▶ **YOUR TASK**
In the records, find each line where "warn" occurs, and copy it.

━━━━

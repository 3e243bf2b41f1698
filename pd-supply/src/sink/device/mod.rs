//! The sink session for the AP33772.
//!
//! A session owns everything that was negotiated over its PD connection: the source's catalog,
//! the active contract and the latest negotiation outcome. Nothing is shared between sessions.
use embedded_hal::delay::DelayNs;
use uom::si::electric_current::milliampere;
use uom::si::electric_potential::millivolt;

use super::pdo::Catalog;
use super::registers::{self, Mask};
use super::request::{RequestObject, current_limit_request, profile_max_current, select_profile};
use super::status::{NegotiationEvent, NegotiationOutcome, decode_negotiation};
use crate::timers::SettleDelay;
use crate::units::{ElectricCurrent, ElectricPotential};
use crate::{Error, Transport};


/// Sink session configuration.
#[derive(Debug, Clone, Copy, PartialEq, Eq)]
#[cfg_attr(feature = "defmt", derive(defmt::Format))]
#[cfg_attr(feature = "serde", derive(serde::Serialize, serde::Deserialize))]
pub struct Config {
    /// 7-bit bus address of the sink controller.
    pub address: u8,
}

impl Default for Config {
    fn default() -> Self {
        Self {
            address: registers::DEFAULT_ADDRESS,
        }
    }
}

/// The request that the source accepted last.
#[derive(Debug, Clone, Copy, PartialEq, Eq)]
#[cfg_attr(feature = "defmt", derive(defmt::Format))]
#[cfg_attr(feature = "serde", derive(serde::Serialize, serde::Deserialize))]
pub struct Contract {
    /// Zero-based catalog index of the requested profile.
    pub index: u8,
    /// The request data object that was sent.
    pub request: RequestObject,
}

impl Contract {
    fn new(request: RequestObject) -> Self {
        Self {
            index: request.object_position().saturating_sub(1),
            request,
        }
    }
}

/// A session with one AP33772 sink controller.
#[derive(Debug)]
pub struct Ap33772<T: Transport, D: DelayNs> {
    transport: T,
    delay: D,
    config: Config,
    catalog: Option<Catalog>,
    contract: Option<Contract>,
    outcome: NegotiationOutcome,
}

impl<T: Transport, D: DelayNs> Ap33772<T, D> {
    /// Create a new session. Nothing is negotiated until [`Self::refresh`] is called.
    pub fn new(transport: T, delay: D, config: Config) -> Self {
        Self {
            transport,
            delay,
            config,
            catalog: None,
            contract: None,
            outcome: NegotiationOutcome::None,
        }
    }

    /// Tear down the session, and return the transport and delay.
    pub fn release(self) -> (T, D) {
        (self.transport, self.delay)
    }

    /// The catalog of the latest successful negotiation.
    pub fn catalog(&self) -> Option<&Catalog> {
        self.catalog.as_ref()
    }

    /// The active contract, if a request was sent since the latest new set of capabilities.
    pub fn contract(&self) -> Option<&Contract> {
        self.contract.as_ref()
    }

    /// The latest negotiation outcome.
    pub fn outcome(&self) -> NegotiationOutcome {
        self.outcome
    }

    fn read_register(&mut self, register: u8) -> Result<u8, Error> {
        let mut buf = [0u8];
        self.transport.read(self.config.address, register, &mut buf)?;
        Ok(buf[0])
    }

    fn write_register(&mut self, register: u8, data: &[u8]) -> Result<(), Error> {
        self.transport.write(self.config.address, register, data)?;
        Ok(())
    }

    /// Read the status register, and follow up on the reported event.
    ///
    /// When a new set of capabilities was negotiated successfully, the previous catalog and contract
    /// are discarded, and the catalog is rebuilt from the capability table. A catalog with more than
    /// one PPS is kept, see [`Catalog::check`].
    pub fn refresh(&mut self) -> Result<NegotiationEvent, Error> {
        let status = registers::Status(self.read_register(registers::STATUS)?);
        let event = decode_negotiation(status.0, self.outcome);

        if status.ready() && event.outcome == NegotiationOutcome::NewProfileSuccess {
            info!("New source capabilities");
            self.catalog = None;
            self.contract = None;

            SettleDelay::StatusToCapabilities.wait(&mut self.delay);

            let count = self.read_register(registers::PDONUM)?;
            let mut table = [0u8; registers::SRCPDO_LENGTH];
            self.transport.read(self.config.address, registers::SRCPDO, &mut table)?;

            let catalog = Catalog::parse(&table, count);
            if catalog.check().is_err() {
                warn!("Source advertises more than one PPS, only the first is used");
            }
            self.catalog = Some(catalog);
        } else if event.outcome != self.outcome {
            debug!("Negotiation outcome {:?}", event.outcome);
        }

        self.outcome = event.outcome;
        Ok(event)
    }

    fn send_request(&mut self, request: RequestObject) -> Result<RequestObject, Error> {
        trace!("Send RDO {:?}", request);
        self.write_register(registers::RDO, &request.to_bytes())?;
        self.contract = Some(Contract::new(request));
        Ok(request)
    }

    /// Request the best profile for the `target` voltage.
    ///
    /// Fails with [`Error::NoSuitableProfile`] if no capabilities were received yet.
    pub fn set_voltage(&mut self, target: ElectricPotential) -> Result<RequestObject, Error> {
        let catalog = self.catalog.as_ref().ok_or(Error::NoSuitableProfile)?;
        let request = select_profile(catalog, target)?;

        info!("Request {} mV", target.get::<millivolt>());
        self.send_request(request)
    }

    /// Renegotiate the active profile with a different operating current.
    pub fn set_max_current(&mut self, current: ElectricCurrent) -> Result<RequestObject, Error> {
        let (Some(catalog), Some(contract)) = (self.catalog.as_ref(), self.contract.as_ref()) else {
            return Err(Error::NoContract);
        };
        let request = current_limit_request(catalog, &contract.request, current)?;

        info!("Request {} mA", current.get::<milliampere>());
        self.send_request(request)
    }

    /// The current ceiling of the active profile.
    pub fn max_current(&self) -> Result<ElectricCurrent, Error> {
        let (Some(catalog), Some(contract)) = (self.catalog.as_ref(), self.contract.as_ref()) else {
            return Err(Error::NoContract);
        };
        profile_max_current(catalog, &contract.request)
    }

    /// Measure the VBUS voltage.
    pub fn read_voltage(&mut self) -> Result<ElectricPotential, Error> {
        let raw = self.read_register(registers::VOLTAGE)?;
        Ok(ElectricPotential::new::<millivolt>(
            u32::from(raw) * registers::VOLTAGE_LSB_MILLIVOLTS,
        ))
    }

    /// Measure the VBUS current.
    pub fn read_current(&mut self) -> Result<ElectricCurrent, Error> {
        let raw = self.read_register(registers::CURRENT)?;
        Ok(ElectricCurrent::new::<milliampere>(
            u32::from(raw) * registers::CURRENT_LSB_MILLIAMPERES,
        ))
    }

    /// Read the NTC temperature in °C.
    pub fn read_temperature(&mut self) -> Result<u8, Error> {
        self.read_register(registers::TEMP)
    }

    /// Program the NTC resistances (in Ohm) at 25, 50, 75 and 100 °C.
    pub fn set_ntc(&mut self, tr25: u16, tr50: u16, tr75: u16, tr100: u16) -> Result<(), Error> {
        let thresholds = [
            (registers::TR25, tr25),
            (registers::TR50, tr50),
            (registers::TR75, tr75),
            (registers::TR100, tr100),
        ];

        for (n, (register, resistance)) in thresholds.into_iter().enumerate() {
            if n > 0 {
                SettleDelay::NtcThresholdWrite.wait(&mut self.delay);
            }
            self.write_register(register, &resistance.to_le_bytes())?;
        }

        debug!("NTC set to {} / {} / {} / {} Ohm", tr25, tr50, tr75, tr100);
        Ok(())
    }

    /// Set the temperature in °C above which the controller de-rates the requested power.
    pub fn set_derating_temperature(&mut self, celsius: u8) -> Result<(), Error> {
        self.write_register(registers::DRTHR, &[celsius])
    }

    /// Set the over-temperature protection threshold in °C.
    pub fn set_otp_threshold(&mut self, celsius: u8) -> Result<(), Error> {
        self.write_register(registers::OTPTHR, &[celsius])
    }

    /// Set the over-current protection threshold.
    ///
    /// The threshold is truncated to the 50 mA register step.
    pub fn set_ocp_threshold(&mut self, current: ElectricCurrent) -> Result<(), Error> {
        let raw = current.get::<milliampere>() / registers::OCP_THRESHOLD_LSB_MILLIAMPERES;
        let raw = u8::try_from(raw).map_err(|_| Error::OutOfRange)?;

        self.write_register(registers::OCPTHR, &[raw])
    }

    fn update_mask(&mut self, f: impl FnOnce(u8) -> u8) -> Result<Mask, Error> {
        let current = self.read_register(registers::MASK)?;
        SettleDelay::MaskReadToWrite.wait(&mut self.delay);

        let mask = Mask::from(f(current));
        self.write_register(registers::MASK, &[mask.0])?;

        debug!("Interrupt mask {:?}", mask);
        Ok(mask)
    }

    /// Enable the interrupts in `flags`, and keep all others.
    pub fn set_mask(&mut self, flags: Mask) -> Result<Mask, Error> {
        self.update_mask(|current| current | flags.0)
    }

    /// Disable the interrupts in `flags`, and keep all others.
    pub fn clear_mask(&mut self, flags: Mask) -> Result<Mask, Error> {
        self.update_mask(|current| current & !flags.0)
    }

    /// Send an empty request, which makes the controller issue a hard reset.
    pub fn hard_reset(&mut self) -> Result<(), Error> {
        warn!("Hard reset");
        self.write_register(registers::RDO, &[0u8; 4])?;
        self.contract = None;
        Ok(())
    }
}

━━━━

▶ **RESPONSE**
                warn!("Source advertises more than one PPS, only the first is used");
        warn!("Hard reset");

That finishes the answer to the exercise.